Two forces drive this. Melting ice sheets and glaciers add water volume directly. Meanwhile, warmer water expands (thermal expansion), taking up more space even without additional volume. Both contributions are growing. For coastal communities, the practical consequence is that storm surges reach higher, flooding events happen more frequently, and shorelines erode faster than infrastructure plans anticipated.
Coral Reefs Are in Crisis
The world experienced its fourth global coral bleaching event beginning in 2023, and it was the most widespread ever documented. By mid-May 2024, mass bleaching had been confirmed in at least 62 countries and territories. Bleaching happens when water temperatures stay elevated long enough that corals expel the symbiotic algae living in their tissues. Without those algae, the coral turns white and begins to starve. If temperatures drop quickly enough, recovery is possible. If they don’t, the coral dies.
Coral reefs support roughly a quarter of all marine species despite covering less than 1% of the ocean floor. They also protect coastlines from wave energy and sustain fishing economies for hundreds of millions of people. Repeated bleaching events, now arriving faster than reefs can recover, are fundamentally reshaping these ecosystems.
Marine Species Are Migrating Toward the Poles
As waters warm, marine species are shifting their ranges toward cooler latitudes at an average speed of 72 kilometers per decade. That’s more than four times faster than terrestrial species, which move at roughly 17 kilometers per decade. The ocean’s relative uniformity (no mountains or deserts to block movement) makes these shifts possible, but they create winners and losers.
Tropical fish are showing up in historically temperate waters, altering predator-prey dynamics and competing with native species. Fisheries built around specific species in specific locations find their target catch moving out of reach. Communities in the tropics lose biodiversity as species leave without equivalent replacements arriving from warmer regions, because there’s nowhere warmer to draw from.
11 Million Metric Tons of Plastic Enter Annually
An estimated 11 million metric tons of plastic waste enters the ocean every year. That includes everything from industrial pellets and microplastic fibers shed from synthetic clothing to visible debris like bottles, bags, and fishing gear. Once in the ocean, plastic breaks into smaller and smaller fragments but never fully biodegrades. These microplastics have been found in deep-sea sediments, Arctic ice, and the tissues of marine animals at every level of the food chain.
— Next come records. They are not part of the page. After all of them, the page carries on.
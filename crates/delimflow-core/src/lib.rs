#![forbid(unsafe_code)]
//! delimflow-core: the vocabulary shared by every delimflow source.
//!
//! - `schema`: ordered column definitions.
//! - `row`: a schema reference plus positional text values.
//! - `source`: the `Source` / `Part` / `SourceReader` pull interfaces.
//! - `infer`: strategies that turn header tokens into a `Schema`.
//! - `config`: process-level defaults (env-driven).
//!
//! No file IO lives here; concrete readers are in `delimflow-io`.

pub mod config;
pub mod error;
pub mod infer;
pub mod prelude;
pub mod row;
pub mod schema;
pub mod source;

pub use error::{Error, Result};
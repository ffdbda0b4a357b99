use serde::{Deserialize, Serialize};

/// Where (if anywhere) the column names of a file live.
#[derive(Debug, Clone, Copy, Default, PartialEq, Eq, Serialize, Deserialize)]
pub enum Header {
    /// No header; columns are named by position (`"0"`, `"1"`, ...).
    None,
    /// The first comment line holds the names, split on the delimiter.
    FirstComment,
    /// The first record holds the names and is not a data row.
    #[default]
    FirstRow,
}

impl Header {
    /// Leading records a row stream must discard before yielding data.
    pub fn records_to_skip(self) -> usize {
        match self {
            Header::FirstRow => 1,
            Header::None | Header::FirstComment => 0,
        }
    }

    /// Without a header there is nothing to check row widths against, so
    /// verification is always off for `None`.
    pub fn allows_verification(self) -> bool {
        !matches!(self, Header::None)
    }
}
use thiserror::Error;

/// Canonical result for every delimflow crate.
pub type Result<T> = std::result::Result<T, Error>;

#[derive(Debug, Error)]
pub enum Error {
    #[error("Invalid configuration: {0}")]
    Config(String),

    #[error("I/O error: {0}")]
    Io(#[from] std::io::Error),

    /// Malformed input reported by the record tokenizer.
    #[error("Parse error: {0}")]
    Parse(String),

    /// A row whose field count disagrees with the schema (only raised when
    /// row verification is enabled).
    #[error(
        "Row has {found} fields but schema has {expected}\nRow={}\nSchema={}",
        .row.join(", "),
        .columns.join(", ")
    )]
    RowMismatch {
        found: usize,
        expected: usize,
        row: Vec<String>,
        columns: Vec<String>,
    },
}

impl Error {
    /// True for the per-row verification failure.
    pub fn is_row_mismatch(&self) -> bool {
        matches!(self, Error::RowMismatch { .. })
    }
}
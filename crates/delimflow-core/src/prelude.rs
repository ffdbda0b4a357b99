//! Convenient re-exports for downstream crates.

pub use crate::config::SourceDefaults;
pub use crate::error::{Error, Result};
pub use crate::infer::{SchemaInferrer, StringInferrer};
pub use crate::row::Row;
pub use crate::schema::{DataType, Field, Schema};
pub use crate::source::{Part, Source, SourceReader};
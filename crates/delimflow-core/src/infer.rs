//! Schema inference strategies: header tokens in, `Schema` out.

use std::fmt::Debug;

use crate::schema::{Field, Schema};

/// Turns the raw header tokens of a source into its schema.
///
/// Implementations must be deterministic: the same tokens must always yield
/// the same schema, since sources may resolve their schema more than once.
pub trait SchemaInferrer: Debug + Send + Sync {
    fn schema_of(&self, headers: &[String]) -> Schema;
}

/// Every header token becomes a nullable text column.
#[derive(Debug, Clone, Copy, Default)]
pub struct StringInferrer;

impl SchemaInferrer for StringInferrer {
    fn schema_of(&self, headers: &[String]) -> Schema {
        Schema::new(headers.iter().map(|h| Field::text(h.as_str())).collect())
    }
}
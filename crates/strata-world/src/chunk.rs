//! Terrain chunks and the height-to-colour policies.

use serde::{Deserialize, Serialize};
use strata_common::{ChunkCoord, Rgb, WorldRect};

use crate::noise::HeightSource;

/// How a chunk's height is turned into a display colour.
#[derive(Debug, Clone, Copy, PartialEq, Eq, Default, Serialize, Deserialize)]
#[serde(rename_all = "lowercase")]
pub enum ColourPolicy {
    /// Blue ramp: `(0, 0, 255 * (h + 1) / 2)`.
    #[default]
    Simple,
    /// Discrete terrain bands (ocean, beach, plains, mountain, snow).
    Banded,
}

impl ColourPolicy {
    /// Returns the colour for a height.
    #[must_use]
    pub fn colour(self, height: f64) -> Rgb {
        match self {
            Self::Simple => Rgb::new(0, 0, Rgb::channel(255.0 * (height + 1.0) / 2.0)),
            Self::Banded => Self::band(height),
        }
    }

    fn band(height: f64) -> Rgb {
        match height {
            h if h < -2.0 => Rgb::new(79, 66, 181),   // abyss
            h if h < -0.5 => Rgb::new(0, 128, 255),   // ocean
            h if h < 0.0 => Rgb::new(255, 213, 0),    // beach
            h if h < 0.85 => Rgb::new(0, 77, 13),     // plains
            h if h < 0.9 => Rgb::new(50, 50, 50),     // rock
            h if h < 0.95 => Rgb::new(100, 100, 100), // mountain
            _ => Rgb::WHITE,                          // snow
        }
    }
}

/// One unit cell of terrain: a grid coordinate, its sampled height, and the
/// colour derived from that height.
///
/// Chunks never change after creation.
#[derive(Debug, Clone, Copy, PartialEq)]
pub struct Chunk {
    coord: ChunkCoord,
    height: f64,
    colour: Rgb,
}

impl Chunk {
    /// Creates a chunk with a known height.
    #[must_use]
    pub fn new(coord: ChunkCoord, height: f64, policy: ColourPolicy) -> Self {
        Self {
            coord,
            height,
            colour: policy.colour(height),
        }
    }

    /// Samples `source` at the chunk origin and builds the chunk.
    #[must_use]
    pub fn generate<S: HeightSource + ?Sized>(
        coord: ChunkCoord,
        source: &S,
        policy: ColourPolicy,
    ) -> Self {
        let height = source.height(coord.x as f64, coord.y as f64);
        Self::new(coord, height, policy)
    }

    /// Returns the chunk coordinate.
    #[must_use]
    pub const fn coord(&self) -> ChunkCoord {
        self.coord
    }

    /// Returns the sampled height.
    #[must_use]
    pub const fn height(&self) -> f64 {
        self.height
    }

    /// Returns the display colour.
    #[must_use]
    pub const fn colour(&self) -> Rgb {
        self.colour
    }

    /// World-space bounds, `[x, x + 1) × [y, y + 1)`.
    #[must_use]
    pub fn bounds(&self) -> WorldRect {
        self.coord.bounds()
    }
}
Larger debris entangles marine mammals, sea turtles, and seabirds. Microplastics are ingested by filter feeders like mussels and by fish that mistake tiny particles for food. The long-term biological effects of microplastic accumulation are still being studied, but the sheer volume entering the ocean each year continues to grow alongside global plastic production.
Protection Efforts Are Behind Schedule
In 2022, nearly 200 countries agreed to protect 30% of the planet’s land and ocean by 2030, a commitment known as “30 by 30.” As of 2024, only 8.4% of the ocean and coastal areas fall within documented protected or conserved areas. To meet the target, marine protections would need to more than triple in the next few years, covering an additional area larger than the Indian Ocean.
Progress since 2020 has been strongest in the ocean compared to land, but most new protections have been in national waters close to shore. In areas beyond national jurisdiction (the high seas, which make up roughly two-thirds of the ocean), coverage remains very low, accounting for less than 11% of total marine protected area. These international waters are where some of the ocean’s most significant biodiversity and carbon storage exist, and they remain largely unregulated.